Partisan and racial gerrymandering distorts and undermines representative democracy by allowing officials to select their voters rather than voters to select their officials. When done for purposes of racial discrimination or to ensure the dominance of one political party, or even to ensure the election of a specific legislator, gerrymandering runs counter to equal voting rights for all.  (LWV US)

Most Recent Activities

A new redistricting commission for Nassau County Legislative Districts began work in August.  The Nassau County and PWM Leagues have provided testimony and comment:

September 8 Hearing at Town of North Hempstead Town Hall:

Regina Goutevenier testimony on behalf of LWV of Nassau County

Regina Goutevenier video of testimony

Judy Esterquest testimony on behalf of LWV of PWM

Judy Esterquest video of testimony

August 31 hearing at place

Karen Moskowitz

What our PWM League has done, is doing

Our local league advocates for fair political maps for all elected offices. We oppose partisan and racial gerrymandering that dilutes the influence of some voters and gives others more influence. We believe voters should choose their elected representatives rather than having representatives choose voters. We are supported by the LWVUS and LWVNYS, which have been active in supporting fair apportionment for more than half a century. (See the LWVNYS apportionment position here. LWVUS apportionment & Redistricting position here, p.34-38/link) Briefly, the US position tells us:

[We] Support redistricting processes and enforceable standards that promote fair and effective representation at all levels of government with maximum opportunity for public participation.
(p.11, LWVUS Impact on Issues, 2020-22)

In 2020 PWM members began attending training in redistricting — what it is, what value our League can offer our communities — and have continued training through 2021.  Members of the Independent Redistricting Commission (NYIRC.gov) were named in January and February of 2021.

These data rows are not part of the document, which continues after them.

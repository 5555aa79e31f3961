use std::sync::Arc;

use storefront_e2e::error::{BrowserError, ScenarioError};
use storefront_e2e::harness::runner::{SuiteRunner, TestStatus};
use storefront_e2e::harness::scenario::{Category, FixtureKind, Scenario};
use storefront_e2e::harness::session::TestSession;
use storefront_e2e::trace::logger::TraceLogger;

use crate::common::fake_driver::{FakeLauncher, FakeState};
use crate::common::utils::fast_session_config;

mod common;

// ============================================================================
// Scenario bodies
// ============================================================================

fn passes(t: &TestSession) -> Result<(), ScenarioError> {
    t.step("Check the header");
    t.assert_true(t.pages().home.is_site_header_visible(), "Header should be visible")?;
    t.step("Check the URL");
    t.assert_true(t.url_contains("shop.test")?, "Should be on the site")
}

fn fails_assertion(t: &TestSession) -> Result<(), ScenarioError> {
    t.step("Look for the cart");
    t.assert_true(t.pages().cart.is_loaded(), "Cart table should be visible")?;
    t.step("Never reached");
    Ok(())
}

fn fails_in_browser(t: &TestSession) -> Result<(), ScenarioError> {
    t.step("Click a link that is not there");
    t.pages().home.click_products()?;
    Ok(())
}

fn never_runs(_t: &TestSession) -> Result<(), ScenarioError> {
    Err(ScenarioError::Browser(BrowserError::SessionState(
        "ignored scenario ran".into(),
    )))
}

fn scenario(id: &'static str, body: fn(&TestSession) -> Result<(), ScenarioError>) -> Scenario {
    Scenario {
        id,
        name: "Fake_Scenario",
        categories: &[Category::Smoke],
        fixture: FixtureKind::Base,
        ignore: None,
        body,
    }
}

fn header_page(state: &mut FakeState) {
    state.visible.insert("header".to_string());
}

fn runner_parts() -> (tempfile::TempDir, Arc<TraceLogger>) {
    (tempfile::tempdir().unwrap(), Arc::new(TraceLogger::disabled()))
}

// ============================================================================
// Outcomes
// ============================================================================

#[test]
fn passing_scenario_is_reported_passed() {
    let (dir, tracer) = runner_parts();
    let launcher = FakeLauncher::with_page(header_page);
    let runner = SuiteRunner::new(&launcher, fast_session_config(dir.path()), tracer);

    let result = runner.run_one(&scenario("TC01", passes));

    assert_eq!(result.name, "TC01_Fake_Scenario");
    assert_eq!(result.categories, vec!["Smoke"]);
    assert_eq!(result.status, TestStatus::Passed);
    assert_eq!(result.steps_run, 2);
    assert_eq!(result.assertion_results.len(), 2);
    assert!(result.error.is_none());
    assert!(result.attachments.is_empty());
    assert_eq!(launcher.state(0).borrow().closed, vec!["page", "context", "browser"]);
}

#[test]
fn failed_assertion_stops_scenario_and_attaches_screenshot() {
    let (dir, tracer) = runner_parts();
    let launcher = FakeLauncher::new();
    let runner = SuiteRunner::new(&launcher, fast_session_config(dir.path()), tracer);

    let result = runner.run_one(&scenario("TC02", fails_assertion));

    assert_eq!(result.status, TestStatus::Failed);
    assert_eq!(result.steps_run, 1);
    assert_eq!(result.assertion_results.len(), 1);
    assert!(!result.assertion_results[0].passed);
    assert!(result.error.as_deref().unwrap().contains("Cart table should be visible"));
    assert_eq!(result.attachments.len(), 1);
    assert_eq!(launcher.state(0).borrow().screenshots.len(), 1);
}

#[test]
fn browser_error_fails_scenario() {
    let (dir, tracer) = runner_parts();
    let launcher = FakeLauncher::new();
    let runner = SuiteRunner::new(&launcher, fast_session_config(dir.path()), tracer);

    let result = runner.run_one(&scenario("TC03", fails_in_browser));

    assert_eq!(result.status, TestStatus::Failed);
    assert!(result.assertion_results.is_empty());
    assert!(result.error.as_deref().unwrap().contains("click"));
    assert_eq!(launcher.state(0).borrow().closed.len(), 3);
}

#[test]
fn ignored_scenario_is_skipped_without_a_browser() {
    let (dir, tracer) = runner_parts();
    let launcher = FakeLauncher::new();
    let runner = SuiteRunner::new(&launcher, fast_session_config(dir.path()), tracer);

    let mut ignored = scenario("TC04", never_runs);
    ignored.ignore = Some("flaky upstream");
    let result = runner.run_one(&ignored);

    assert_eq!(result.status, TestStatus::Skipped);
    assert!(result.skipped());
    assert_eq!(result.error.as_deref(), Some("flaky upstream"));
    assert_eq!(launcher.launch_count(), 0);
}

#[test]
fn launch_failure_is_a_failed_result() {
    let (dir, tracer) = runner_parts();
    let launcher = FakeLauncher::failing();
    let runner = SuiteRunner::new(&launcher, fast_session_config(dir.path()), tracer);

    let result = runner.run_one(&scenario("TC05", passes));

    assert_eq!(result.status, TestStatus::Failed);
    assert!(result.error.as_deref().unwrap().starts_with("Browser launch failed"));
}

#[test]
fn setup_failure_is_reported_as_setup() {
    let (dir, tracer) = runner_parts();
    let launcher = FakeLauncher::new();
    let runner = SuiteRunner::new(&launcher, fast_session_config(dir.path()), tracer);

    let mut needs_login = scenario("TC06", passes);
    needs_login.fixture = FixtureKind::Login;
    let result = runner.run_one(&needs_login);

    assert_eq!(result.status, TestStatus::Failed);
    assert!(result.error.as_deref().unwrap().starts_with("Setup failed"));
    assert_eq!(launcher.state(0).borrow().closed.len(), 3);
}

// ============================================================================
// Suite runs
// ============================================================================

#[test]
fn each_scenario_gets_its_own_session() {
    let (dir, tracer) = runner_parts();
    let launcher = FakeLauncher::with_page(header_page);
    let runner = SuiteRunner::new(&launcher, fast_session_config(dir.path()), tracer);

    let scenarios = vec![
        scenario("TC01", passes),
        scenario("TC02", fails_assertion),
        scenario("TC03", passes),
    ];
    let results = runner.run(&scenarios);

    assert_eq!(results.len(), 3);
    assert_eq!(launcher.launch_count(), 3);
    let statuses: Vec<TestStatus> = results.iter().map(|r| r.status).collect();
    assert_eq!(
        statuses,
        vec![TestStatus::Passed, TestStatus::Failed, TestStatus::Passed]
    );
    for i in 0..3 {
        assert_eq!(launcher.state(i).borrow().navigations.len(), 1);
    }
}
use crate::error::ScenarioError;
use crate::harness::scenario::{Category, FixtureKind, Scenario};
use crate::harness::session::TestSession;

pub fn scenarios() -> Vec<Scenario> {
    vec![
        Scenario {
            id: "TC07",
            name: "ViewAllProducts_ShouldDisplayProductsList",
            categories: &[Category::Products, Category::Smoke],
            fixture: FixtureKind::Base,
            ignore: None,
            body: view_all_products,
        },
        Scenario {
            id: "TC08",
            name: "ViewProductDetails_ShouldDisplayAllDetails",
            categories: &[Category::Products, Category::Smoke],
            fixture: FixtureKind::Base,
            ignore: None,
            body: view_product_details,
        },
        Scenario {
            id: "TC09",
            name: "SearchProduct_WithValidName_ShouldDisplayResults",
            categories: &[Category::Products, Category::Smoke],
            fixture: FixtureKind::Base,
            ignore: None,
            body: search_product,
        },
        Scenario {
            id: "TC10",
            name: "AddProductToCart_ShouldAddSuccessfully",
            categories: &[Category::Products, Category::Cart, Category::Smoke],
            fixture: FixtureKind::Base,
            ignore: None,
            body: add_product_to_cart,
        },
    ]
}

fn view_all_products(t: &TestSession) -> Result<(), ScenarioError> {
    let pages = t.pages();

    t.step("Open the products page");
    pages.home.click_products()?;
    t.wait(2000);

    t.assert_true(
        pages.products.is_all_products_visible(),
        "Products page should be visible",
    )?;
    let title = pages.products.header_title()?;
    t.assert_contains(&title, "ALL PRODUCTS", "Page title should contain 'All Products'")?;
    t.assert_gt(
        pages.products.products_count()?,
        0,
        "Products list should not be empty",
    )?;
    t.assert_true(
        pages.products.all_products_have_view_button()?,
        "All products should have View Product button",
    )?;
    t.assert_true(
        pages.products.all_products_have_price()?,
        "All products should display price",
    )
}

fn view_product_details(t: &TestSession) -> Result<(), ScenarioError> {
    let pages = t.pages();

    t.step("Open the first product");
    pages.home.click_products()?;
    t.wait(2000);
    let listed = pages.products.name_at(0)?;
    t.step(format!("Viewing {}", listed));
    pages.products.view_product(0)?;

    t.assert_true(
        pages.product_details.is_details_visible(),
        "Product details should be visible",
    )?;
    t.assert_true(
        pages.product_details.are_all_details_visible(),
        "All product details (name, category, price, availability, condition, brand) should be visible",
    )?;

    let details = pages.product_details.all_details()?;
    for key in ["Name", "Price", "Availability", "Condition", "Brand"] {
        let value = details.get(key).map(|v| v.trim()).unwrap_or_default();
        t.assert_false(value.is_empty(), &format!("{} should not be empty", key))?;
    }

    t.assert_true(
        pages.product_details.has_product_images(),
        "Product should have at least one image",
    )
}

fn search_product(t: &TestSession) -> Result<(), ScenarioError> {
    let pages = t.pages();
    let term = "Top";

    t.step(format!("Search for '{}'", term));
    pages.home.click_products()?;
    t.wait(2000);
    pages.products.search(term)?;

    t.assert_true(
        pages.products.is_search_results_visible(),
        "Search results should be visible",
    )?;
    let header = pages.products.searched_header_text()?;
    t.assert_contains(&header, "SEARCHED PRODUCTS", "Header should indicate searched products")?;
    t.assert_true(
        pages.products.is_product_in_search_results(term)?,
        &format!("Search results should contain products with '{}'", term),
    )?;

    let names = pages.products.product_names()?;
    for name in names.iter().take(5) {
        tracing::info!("  - {}", name);
    }
    t.assert_gt(names.len(), 0, "Search should return at least one product")
}

fn add_product_to_cart(t: &TestSession) -> Result<(), ScenarioError> {
    let pages = t.pages();

    t.step("Add the first product to the cart");
    pages.home.click_products()?;
    t.wait(2000);
    let name = pages.products.name_at(0)?;
    let price = pages.products.price_at(0)?;
    tracing::info!(product = %name, price = %price, "adding to cart");
    pages.products.add_to_cart(0)?;

    t.step("View the cart");
    pages.products.view_cart()?;
    t.assert_true(pages.cart.is_loaded(), "Cart page should be loaded")?;
    t.assert_true(
        pages.cart.is_product_in_cart(&name)?,
        &format!("Product '{}' should be in cart", name),
    )?;
    t.assert_eq(pages.cart.line_count()?, 1, "Cart should contain exactly 1 product")?;

    let cart_name = pages.cart.name_at(0)?;
    t.assert_contains(&cart_name, &name, "Product name in cart should match")?;
    let quantity = pages.cart.quantity_at(0)?;
    t.assert_eq(quantity.as_str(), "1", "Default quantity should be 1")?;
    t.assert_true(
        pages.cart.verify_product_total_price(0)?,
        "Total price should be correctly calculated",
    )
}
#![allow(dead_code)]

pub mod fake_driver;
pub mod utils;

Beginning in early 2021, our PWM members met monthly via Zoom, under the leadership of a PWM member, with members of the Nassau County ILO.  Working with Nassau County League members in broad outreach to residents across Nassau County and seeking to build meaningful partnerships, our task force encouraged the participation of “Communities of Interest.”

While engaging with dozens of local community groups, we organized educational presentations for members of the public and league members.   At these events, we encouraged individuals and groups to submit written and oral testimony at hearings held in the summer by NYIRC.  You can review some of our events and testimony here:

    • “The Redistricting of Nassau County.” September 23. Town hall hosted by Blank Slate Media, with two panelists, one from LWV PWM.

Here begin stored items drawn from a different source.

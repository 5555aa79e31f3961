use std::collections::HashMap;

use serde_json::json;
use storefront_e2e::browser::driver::{
    Cookie, DialogPolicy, LaunchOptions, PageEvent, SelectBy, WaitUntil,
};
use storefront_e2e::browser::locator::Locator;
use storefront_e2e::browser::session::{BrowserRequest, BrowserResponse};
use storefront_e2e::error::BrowserError;

// ============================================================================
// Locator
// ============================================================================

#[test]
fn locator_narrowing_returns_new_values() {
    let rows = Locator::new("tbody tr");
    let third = rows.nth(2);

    assert_eq!(rows.index(), None);
    assert_eq!(third.index(), Some(2));
    assert_eq!(third.selector(), "tbody tr");
    assert_eq!(third.without_index(), rows);
    assert_eq!(rows.first().index(), Some(0));
}

#[test]
fn locator_chains_segments() {
    let link = Locator::new("#accordian")
        .locator(".panel")
        .filter_text("Women")
        .locator("a")
        .first();

    assert_eq!(link.segments().len(), 3);
    assert_eq!(link.selector(), "a");
    assert_eq!(
        link.to_string(),
        "#accordian >> .panel >> has-text=\"Women\" >> a >> nth=0"
    );
}

#[test]
fn locator_serializes_as_segment_list() {
    let value = serde_json::to_value(Locator::new(".product").filter_text("Top").nth(1)).unwrap();
    assert_eq!(value, json!([{ "selector": ".product", "hasText": "Top", "nth": 1 }]));

    let plain = serde_json::to_value(Locator::from("h2")).unwrap();
    assert_eq!(plain, json!([{ "selector": "h2" }]));
}

// ============================================================================
// Wire protocol
// ============================================================================

#[test]
fn navigate_request_wire_format() {
    let request = BrowserRequest::Navigate {
        url: "https://shop.test/".into(),
        wait_until: WaitUntil::DomContentLoaded,
        timeout_ms: None,
    };
    assert_eq!(request.name(), "navigate");
    assert_eq!(
        serde_json::to_value(&request).unwrap(),
        json!({ "cmd": "navigate", "url": "https://shop.test/", "waitUntil": "domcontentloaded" })
    );
}

#[test]
fn locator_requests_wire_format() {
    let request = BrowserRequest::WaitForVisible {
        locator: Locator::new("#cart_info_table"),
        timeout_ms: 5000,
    };
    assert_eq!(
        serde_json::to_value(&request).unwrap(),
        json!({
            "cmd": "wait_for_visible",
            "locator": [{ "selector": "#cart_info_table" }],
            "timeoutMs": 5000
        })
    );

    let select = BrowserRequest::SelectOption {
        locator: Locator::new("select[data-qa='country']"),
        option: SelectBy::Label("India".into()),
    };
    assert_eq!(
        serde_json::to_value(&select).unwrap()["option"],
        json!({ "label": "India" })
    );
}

#[test]
fn unit_requests_wire_format() {
    assert_eq!(
        serde_json::to_value(BrowserRequest::TakeEvents).unwrap(),
        json!({ "cmd": "take_events" })
    );
    assert_eq!(
        serde_json::to_value(BrowserRequest::DialogPolicy {
            policy: DialogPolicy::Dismiss
        })
        .unwrap(),
        json!({ "cmd": "dialog_policy", "policy": "dismiss" })
    );
    assert_eq!(
        serde_json::to_value(WaitUntil::NetworkIdle).unwrap(),
        json!("networkidle")
    );
}

#[test]
fn response_parsing() {
    let ready: BrowserResponse = serde_json::from_str(r#"{"ok":true,"ready":true}"#).unwrap();
    assert!(ready.ok);
    assert_eq!(ready.ready, Some(true));

    let timeout: BrowserResponse =
        serde_json::from_str(r#"{"ok":false,"error":"Timeout 5000ms exceeded","timeout":true}"#)
            .unwrap();
    assert!(!timeout.ok);
    assert_eq!(timeout.timeout, Some(true));
    assert!(timeout.value.is_none());
}

#[test]
fn launch_options_defaults() {
    let options = LaunchOptions::default();
    assert!(!options.headless);
    assert!(options.maximized);
    assert!(options.accept_downloads);
    assert_eq!(options.default_timeout_ms, 30_000);
}

// ============================================================================
// Page events / cookies
// ============================================================================

#[test]
fn page_events_parse_from_server_json() {
    let events: Vec<PageEvent> = serde_json::from_value(json!([
        { "kind": "request", "method": "GET", "resourceType": "image", "url": "a.png" },
        { "kind": "response", "url": "https://shop.test/", "status": 200,
          "headers": { "x-frame-options": "SAMEORIGIN" } },
        { "kind": "request_failed", "url": "b.js", "resourceType": "script" },
        { "kind": "dialog", "dialogType": "alert", "message": "hi" }
    ]))
    .unwrap();

    assert_eq!(events.len(), 4);
    let mut headers = HashMap::new();
    headers.insert("x-frame-options".to_string(), "SAMEORIGIN".to_string());
    assert_eq!(
        events[1],
        PageEvent::Response {
            url: "https://shop.test/".into(),
            status: 200,
            resource_type: String::new(),
            headers,
        }
    );
    assert!(matches!(&events[2], PageEvent::RequestFailed { failure: None, .. }));
}

#[test]
fn cookies_parse_playwright_shape() {
    let cookie: Cookie = serde_json::from_value(json!({
        "name": "csrftoken",
        "domain": "shop.test",
        "path": "/",
        "secure": true,
        "httpOnly": false,
        "sameSite": "Lax"
    }))
    .unwrap();
    assert!(cookie.secure);
    assert!(!cookie.http_only);
    assert_eq!(cookie.same_site.as_deref(), Some("Lax"));
}

// ============================================================================
// Errors
// ============================================================================

#[test]
fn timeout_errors_are_recognised() {
    let timeout = BrowserError::Timeout {
        command: "click".into(),
        error: "waiting for locator".into(),
    };
    assert!(timeout.is_timeout());
    assert_eq!(
        timeout.to_string(),
        "Browser command 'click' timed out: waiting for locator"
    );

    let protocol = BrowserError::SessionProtocol {
        command: "click".into(),
        error: "detached".into(),
    };
    assert!(!protocol.is_timeout());
}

    • “Redistricting 101.” September 22, 2021. Education event hosted by the Glen Cove Public Library

LWVRedistricting PWM website presentation.

    • “Testimony Submitted to NYIRC” by LWV Nassau County. July 21, 2021. (Testimony begins 24:00)— written testimony pdf here …

    • “Testimony Submitted” at LWVNY People’s Hearing, April 29, 2021. Includes testimony by LWV Long Beach and 14 NYS local leagues — LWV Long Beach begins p.12

Since Spring 2021, our community engagement has included training on the “People-Powered Fair Maps,” software developed by the LWV US so ordinary citizens can offer more informed recommendations about drawing district boundaries. League members and the public across NYS and within Nassau County use these maps to inform testimony to the NYIRC. (Links to some of this training are below.) Throughout the summer of 2021, residents and groups used PPFM to explore designing districts, some of which can be seen in the written testimony (see links above.)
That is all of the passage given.